A natureza exuberante em um cantinho do Riacho Fundo II guarda um pedaço da história de Brasília. A cerca de 35 quilômetros do Congresso Nacional, no meio de árvores nativas do Cerrado, está a Mesa JK, estrutura de cimento usada pelo ex-presidente Juscelino Kubitschek para reuniões em momentos de privacidade e descontração na época da construção da cidade. Localizada na Área de Relevante Interesse Ecológico (Arie) da Granja do Ipê, as riquezas histórica e ambiental da região têm sido ameaçadas pela cobiça de grileiros.

Criada por meio do Decreto n° 19.431 de 1998 e protegida por diversas legislações ambientais, a poligonal de 1.143,82 hectares tem 22 imóveis em território onde deveria haver somente espécimes da fauna e flora do bioma característico no Centro-Oeste. Pela estrada de chão, o único sinal visível da invasão são arames que cercam uma extensa área pública de propriedade da União. É pelo alto que se tem a dimensão do estrago produzido no meio ambiente.

Igo Estrela/Metrópoles
Construída há mais de 60 anos no meio do Cerrado, Mesa de JK é ameaçada por grilagem

 

O drone do Metrópoles sobrevoou o local e detectou a construção de casas que colocam em risco importantes cursos d’água, como o Córrego Capão Preto, que passa sob a Mesa de JK. Ele desemboca no Córrego Ipê Coqueiro, que, por sua vez, deságua no Córrego Riacho Fundo, sendo este o último afluente do Lago Paranoá.

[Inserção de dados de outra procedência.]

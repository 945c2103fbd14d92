use actix_web::{dev::Payload, test, FromRequest};
use serial_test::serial;
use std::env;
use veil::auth::{create_jwt, Actor, Auth, Claims, Role};
use veil::error::ServiceError;

// Helper that guarantees a sufficiently long secret for tests.
fn set_secret() {
    env::set_var("JWT_SECRET", "test-secret-must-be-32-bytes-long!!");
}

#[actix_web::test]
#[serial]
async fn jwt_roundtrip_ok() {
    set_secret();
    let token = create_jwt(42, "tester", vec![Role::User]).expect("token");
    // The Auth extractor is the public way to validate, so use it here.
    let req = test::TestRequest::default()
        .insert_header(("Authorization", format!("Bearer {}", token)))
        .to_http_request();
    let mut pl = Payload::None;
    let auth = Auth::from_request(&req, &mut pl).await.expect("extract");
    assert_eq!(auth.0.sub, "42");
    assert_eq!(auth.0.name, "tester");
    assert_eq!(auth.actor().unwrap(), Actor { id: 42, role: Role::User });
}

#[actix_web::test]
#[serial]
async fn extractor_rejects_invalid_token() {
    set_secret();
    let req = test::TestRequest::default()
        .insert_header(("Authorization", "Bearer notatoken"))
        .to_http_request();
    let mut pl = Payload::None;
    assert!(Auth::from_request(&req, &mut pl).await.is_err());

    let req = test::TestRequest::default().to_http_request();
    let mut pl = Payload::None;
    assert!(Auth::from_request(&req, &mut pl).await.is_err(), "missing header");
}

#[actix_web::test]
#[serial]
async fn token_signed_with_other_secret_is_rejected() {
    env::set_var("JWT_SECRET", "another-secret-that-is-32-bytes-long");
    let token = create_jwt(1, "mallory", vec![Role::Admin]).expect("token");
    set_secret();
    let req = test::TestRequest::default()
        .insert_header(("Authorization", format!("Bearer {}", token)))
        .to_http_request();
    let mut pl = Payload::None;
    assert!(Auth::from_request(&req, &mut pl).await.is_err());
}

#[::core::prelude::v1::test]
fn actor_capabilities() {
    let admin = Auth(Claims { sub: "1".into(), name: "a".into(), exp: usize::MAX, roles: vec![Role::Admin] });
    let moderator = Auth(Claims { sub: "2".into(), name: "m".into(), exp: usize::MAX, roles: vec![Role::Moderator] });
    let user = Auth(Claims { sub: "3".into(), name: "u".into(), exp: usize::MAX, roles: vec![Role::User] });

    assert!(admin.actor().unwrap().require_admin().is_ok());
    assert!(moderator.actor().unwrap().require_staff().is_ok());
    assert!(matches!(moderator.actor().unwrap().require_admin(), Err(ServiceError::InsufficientRole)));
    assert!(matches!(user.actor().unwrap().require_staff(), Err(ServiceError::InsufficientRole)));
}

#[::core::prelude::v1::test]
fn non_numeric_subject_has_no_actor() {
    let stale = Auth(Claims { sub: "legacy:name".into(), name: "x".into(), exp: usize::MAX, roles: vec![Role::User] });
    assert!(stale.actor().is_err());
}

Uma das maiores ocupações clandestinas da Arie da Granja do Ipê tem pelo menos 800 metros quadrados. Ela pertence a Ana Maria Cardoso de Moura, mãe de Luiz Franklin, que foi coordenador adjunto da Coordenadoria de Cidades da Casa Civil no governo de Agnelo Queiroz (PT).

Para não chamar atenção dos fiscais, a edificação foi erguida em 6 hectares. O acesso se dá por meio de uma estrada improvisada. No trajeto pela trilha, é possível ver que uma parte da mata foi cortada para abrir espaço aos veículos. Ana Maria e Luiz Franklin têm autorização para ocupar o local como produtores rurais, mas, nos últimos anos, fracionaram parte da gleba e venderam lotes.

A permissão para mãe e filho se instalarem no local foi dada pela ex-superintendente da Secretaria-Geral da União (SPU) Lúcia Carvalho, exonerada em 2013 do cargo justamente por ser apontada pela Polícia Federal como a responsável por um esquema de demarcações clandestinas de terrenos em Vicente Pires. A SPU é a gestora da gleba na Granja do Ipê.

Batalhão
A invasão deveria ter cedido lugar, ainda em 2013, a uma unidade do Batalhão de Polícia Militar (BPMA). Justamente por ser uma área sensível, o projeto da guarnição previa material 100% ecológico, com estrutura suspensa, madeira e bambu. Caberia à SPU determinar a liberação do terreno de Ana Maria, o que não ocorreu até o momento. O projeto acabou ficando pelo meio do caminho.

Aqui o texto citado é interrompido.